* **Work required**:
From the data below, please reproduce exactly everything from the line that contains "self.extract_if(records, || true);" down to the line that contains "pub fn extract_if<V>(&self, records: &[Value], still_valid: V)", with both ends included.

* **Material provided**:
= Beginning of Section =

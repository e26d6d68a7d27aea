use chrono::{DateTime, Utc};
use serde::{Deserialize, Serialize};

/// Direction of a stock movement.
#[derive(Debug, Clone, Copy, PartialEq, Eq, Hash, Serialize, Deserialize)]
#[serde(rename_all = "lowercase")]
pub enum MovementType {
    Entry,
    Exit,
    Adjustment,
    Return,
}

impl MovementType {
    /// `true` when the movement removes stock.
    #[must_use]
    pub fn is_outbound(self) -> bool {
        matches!(self, Self::Exit)
    }

    #[must_use]
    pub fn as_str(self) -> &'static str {
        match self {
            Self::Entry => "entry",
            Self::Exit => "exit",
            Self::Adjustment => "adjustment",
            Self::Return => "return",
        }
    }
}

impl std::fmt::Display for MovementType {
    fn fmt(&self, f: &mut std::fmt::Formatter<'_>) -> std::fmt::Result {
        f.write_str(self.as_str())
    }
}

/// How the movement type was determined.
#[derive(Debug, Clone, Copy, PartialEq, Eq, Serialize, Deserialize)]
#[serde(rename_all = "snake_case")]
pub enum TypeSource {
    /// A known code or word was present on the record.
    Code,
    /// No usable code; guessed from the sign of the raw quantity.
    InferredFromSign,
}

/// Which side of the before/after stock trail was observed upstream.
#[derive(Debug, Clone, Copy, PartialEq, Eq, Serialize, Deserialize)]
#[serde(rename_all = "snake_case")]
pub enum StockTrail {
    /// Both levels came from the record.
    Observed,
    /// `previous_stock` was derived from `new_stock` and the quantity.
    PreviousDerived,
    /// `new_stock` was derived from `previous_stock` and the quantity.
    NewDerived,
    /// Neither level was present; both are zero.
    Missing,
}

/// A stock movement in the canonical schema.
#[derive(Debug, Clone, PartialEq, Serialize, Deserialize)]
#[serde(rename_all = "camelCase")]
pub struct StockMovement {
    pub id: String,
    pub product_id: String,
    #[serde(rename = "type")]
    pub movement_type: MovementType,
    /// Non-negative magnitude; direction lives in `movement_type`.
    pub quantity: f64,
    pub previous_stock: f64,
    pub new_stock: f64,
    pub reason: String,
    pub reference: Option<String>,
    pub user_id: String,
    pub user_name: String,
    pub created_at: Option<DateTime<Utc>>,
    pub type_source: TypeSource,
    pub trail: StockTrail,
}

impl StockMovement {
    /// `true` when any part of the record was guessed rather than observed.
    #[must_use]
    pub fn is_degraded(&self) -> bool {
        self.type_source == TypeSource::InferredFromSign || self.trail == StockTrail::Missing
    }

    /// Signed change in stock level (`new_stock - previous_stock`).
    #[must_use]
    pub fn delta(&self) -> f64 {
        self.new_stock - self.previous_stock
    }
}
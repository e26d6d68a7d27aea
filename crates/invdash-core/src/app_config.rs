use std::time::Duration;

#[derive(Debug, Clone, PartialEq, Eq)]
pub enum Environment {
    Development,
    Test,
    Production,
}

impl std::fmt::Display for Environment {
    fn fmt(&self, f: &mut std::fmt::Formatter<'_>) -> std::fmt::Result {
        match self {
            Environment::Development => write!(f, "development"),
            Environment::Test => write!(f, "test"),
            Environment::Production => write!(f, "production"),
        }
    }
}

/// Base URL and bearer token for the upstream inventory API.
///
/// Both halves are required; a half-configured connection is treated as no
/// connection at all.
#[derive(Clone, PartialEq, Eq)]
pub struct UpstreamConnection {
    pub base_url: String,
    pub token: String,
}

impl UpstreamConnection {
    /// Builds a connection when both values are present and non-blank.
    #[must_use]
    pub fn from_parts(base_url: Option<String>, token: Option<String>) -> Option<Self> {
        let base_url = base_url.map(|s| s.trim().to_owned()).filter(|s| !s.is_empty())?;
        let token = token.map(|s| s.trim().to_owned()).filter(|s| !s.is_empty())?;
        Some(Self { base_url, token })
    }
}

impl std::fmt::Debug for UpstreamConnection {
    fn fmt(&self, f: &mut std::fmt::Formatter<'_>) -> std::fmt::Result {
        f.debug_struct("UpstreamConnection")
            .field("base_url", &self.base_url)
            .field("token", &"[redacted]")
            .finish()
    }
}

#[derive(Clone)]
pub struct AppConfig {
    pub env: Environment,
    pub log_level: String,
    pub connection: Option<UpstreamConnection>,
    pub request_timeout_secs: u64,
    pub user_agent: String,
    pub scan_page_size: u32,
    pub scan_max_pages: usize,
    pub catalog_cache_ttl_secs: u64,
}

impl AppConfig {
    #[must_use]
    pub fn catalog_cache_ttl(&self) -> Duration {
        Duration::from_secs(self.catalog_cache_ttl_secs)
    }
}

impl std::fmt::Debug for AppConfig {
    fn fmt(&self, f: &mut std::fmt::Formatter<'_>) -> std::fmt::Result {
        f.debug_struct("AppConfig")
            .field("env", &self.env)
            .field("log_level", &self.log_level)
            .field("connection", &self.connection)
            .field("request_timeout_secs", &self.request_timeout_secs)
            .field("user_agent", &self.user_agent)
            .field("scan_page_size", &self.scan_page_size)
            .field("scan_max_pages", &self.scan_max_pages)
            .field("catalog_cache_ttl_secs", &self.catalog_cache_ttl_secs)
            .finish()
    }
}
//! Shared rendering helpers for command handlers.

use chrono::{DateTime, Utc};
use invdash_upstream::{EmptyReason, Fetched, Shape};

/// Turn a service outcome into something a command can print.
///
/// `Data` and `Partial` yield the payload (the latter with a warning on
/// stderr), `Empty` prints why there is nothing to show and yields `None`,
/// and `Failed` becomes an error.
///
/// # Errors
///
/// Returns the upstream error for `Fetched::Failed`.
pub(crate) fn settle<T>(what: &str, fetched: Fetched<T>) -> anyhow::Result<Option<T>> {
    match fetched {
        Fetched::Data(data) => Ok(Some(data)),
        Fetched::Partial { data, error } => {
            tracing::warn!(error = %error, "{what} is incomplete");
            eprintln!("warning: {what} is incomplete: {error}");
            Ok(Some(data))
        }
        Fetched::Empty(reason) => {
            println!("{}", empty_message(what, reason));
            Ok(None)
        }
        Fetched::Failed(error) => {
            Err(anyhow::Error::new(error).context(format!("failed to load {what}")))
        }
    }
}

pub(crate) fn empty_message(what: &str, reason: EmptyReason) -> String {
    match reason {
        EmptyReason::NotConfigured => format!(
            "no {what}: upstream is not configured; set INVDASH_UPSTREAM_BASE_URL and INVDASH_UPSTREAM_TOKEN"
        ),
        EmptyReason::NoRecords => format!("no {what} found"),
        EmptyReason::UnrecognizedShape => {
            format!("no {what}: upstream response had an unrecognized shape")
        }
    }
}

pub(crate) fn fmt_shape(shape: Shape) -> String {
    match shape {
        Shape::Array => "bare array".to_string(),
        Shape::Keyed(key) => format!("object keyed by `{key}`"),
        Shape::Unrecognized => "unrecognized".to_string(),
    }
}

/// Whole quantities print without decimals.
pub(crate) fn fmt_qty(value: f64) -> String {
    if value.fract().abs() < f64::EPSILON {
        format!("{value:.0}")
    } else {
        format!("{value:.2}")
    }
}

pub(crate) fn fmt_money(value: f64) -> String {
    format!("{value:.2}")
}

pub(crate) fn fmt_timestamp(at: Option<DateTime<Utc>>) -> String {
    at.map_or_else(
        || "\u{2014}".to_string(),
        |at| at.format("%Y-%m-%d %H:%M").to_string(),
    )
}

pub(crate) fn truncate(text: &str, max_chars: usize) -> String {
    if text.chars().count() > max_chars {
        format!("{}...", text.chars().take(max_chars).collect::<String>())
    } else {
        text.to_string()
    }
}
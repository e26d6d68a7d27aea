//! Analytics over canonical products: ABC tiers and dashboard aggregates.
//! Everything here is a pure function of its inputs.

pub mod abc;
pub mod stats;

pub use abc::{
    classify, sales_score, summarize, AbcClass, AbcClassifiedProduct, AbcSummary, TierSummary,
};
pub use stats::{dashboard_stats, snapshot_row};
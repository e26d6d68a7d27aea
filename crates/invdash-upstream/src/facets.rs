//! Category and supplier facets accumulated from scanned records.
//!
//! The index only ever grows: each batch adds ids not yet seen, keeping the
//! first name observed for an id, and the lists are re-sorted by name after
//! every batch. [`FacetIndex::clear`] is the only way to shrink it.

use std::collections::HashSet;
use std::sync::{PoisonError, RwLock};

use invdash_core::{Category, Reference, Supplier};
use serde_json::Value;

use crate::fields::{fold_key, FieldPolicy};
use crate::normalize;

#[derive(Debug, Default)]
struct Facets {
    categories: Vec<Category>,
    category_ids: HashSet<String>,
    suppliers: Vec<Supplier>,
    supplier_ids: HashSet<String>,
}

/// Thread-safe accumulator shared by the scanner and its readers.
#[derive(Debug, Default)]
pub struct FacetIndex {
    inner: RwLock<Facets>,
}

impl FacetIndex {
    #[must_use]
    pub fn new() -> Self {
        Self::default()
    }

    /// Folds one batch of raw records into the index. Records without both
    /// an id and a name for a facet contribute nothing to it.
    pub fn extract(&self, records: &[Value]) {
        self.extract_if(records, || true);
    }

    /// [`Self::extract`], skipped when `still_valid` fails. The check runs
    /// under the write lock, so it is ordered against [`Self::clear`].
    /// Returns whether the batch was folded in.
    pub fn extract_if<V>(&self, records: &[Value], still_valid: V) -> bool
    where
        V: FnOnce() -> bool,
    {
        let mut facets = self.inner.write().unwrap_or_else(PoisonError::into_inner);
        if !still_valid() {
            return false;
        }
        let Facets {
            categories,
            category_ids,
            suppliers,
            supplier_ids,
        } = &mut *facets;

        let mut added = 0_usize;
        for record in records {
            added += usize::from(absorb(
                record,
                &normalize::CATEGORY_ID,
                &normalize::CATEGORY,
                categories,
                category_ids,
            ));
            added += usize::from(absorb(
                record,
                &normalize::SUPPLIER_ID,
                &normalize::SUPPLIER,
                suppliers,
                supplier_ids,
            ));
        }

        sort_by_name(categories);
        sort_by_name(suppliers);

        if added > 0 {
            tracing::debug!(
                added,
                categories = categories.len(),
                suppliers = suppliers.len(),
                "facet index grew"
            );
        }
        true
    }

    /// Categories seen so far, sorted by name.
    #[must_use]
    pub fn categories(&self) -> Vec<Category> {
        self.inner
            .read()
            .unwrap_or_else(PoisonError::into_inner)
            .categories
            .clone()
    }

    /// Suppliers seen so far, sorted by name.
    #[must_use]
    pub fn suppliers(&self) -> Vec<Supplier> {
        self.inner
            .read()
            .unwrap_or_else(PoisonError::into_inner)
            .suppliers
            .clone()
    }

    pub fn clear(&self) {
        *self.inner.write().unwrap_or_else(PoisonError::into_inner) = Facets::default();
    }
}

fn absorb(
    record: &Value,
    id_policy: &FieldPolicy,
    name_policy: &FieldPolicy,
    list: &mut Vec<Reference>,
    seen: &mut HashSet<String>,
) -> bool {
    let (Some(id), Some(name)) = (id_policy.text(record), name_policy.text(record)) else {
        return false;
    };
    if !seen.insert(id.clone()) {
        return false;
    }
    list.push(Reference { id, name });
    true
}

fn sort_by_name(list: &mut [Reference]) {
    list.sort_by(|a, b| {
        fold_key(&a.name)
            .cmp(&fold_key(&b.name))
            .then_with(|| a.id.cmp(&b.id))
    });
}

= End of Section =

* **Exercise answer**:
        self.extract_if(records, || true);
    }

    /// [`Self::extract`], skipped when `still_valid` fails. The check runs
    /// under the write lock, so it is ordered against [`Self::clear`].
    /// Returns whether the batch was folded in.
    pub fn extract_if<V>(&self, records: &[Value], still_valid: V) -> bool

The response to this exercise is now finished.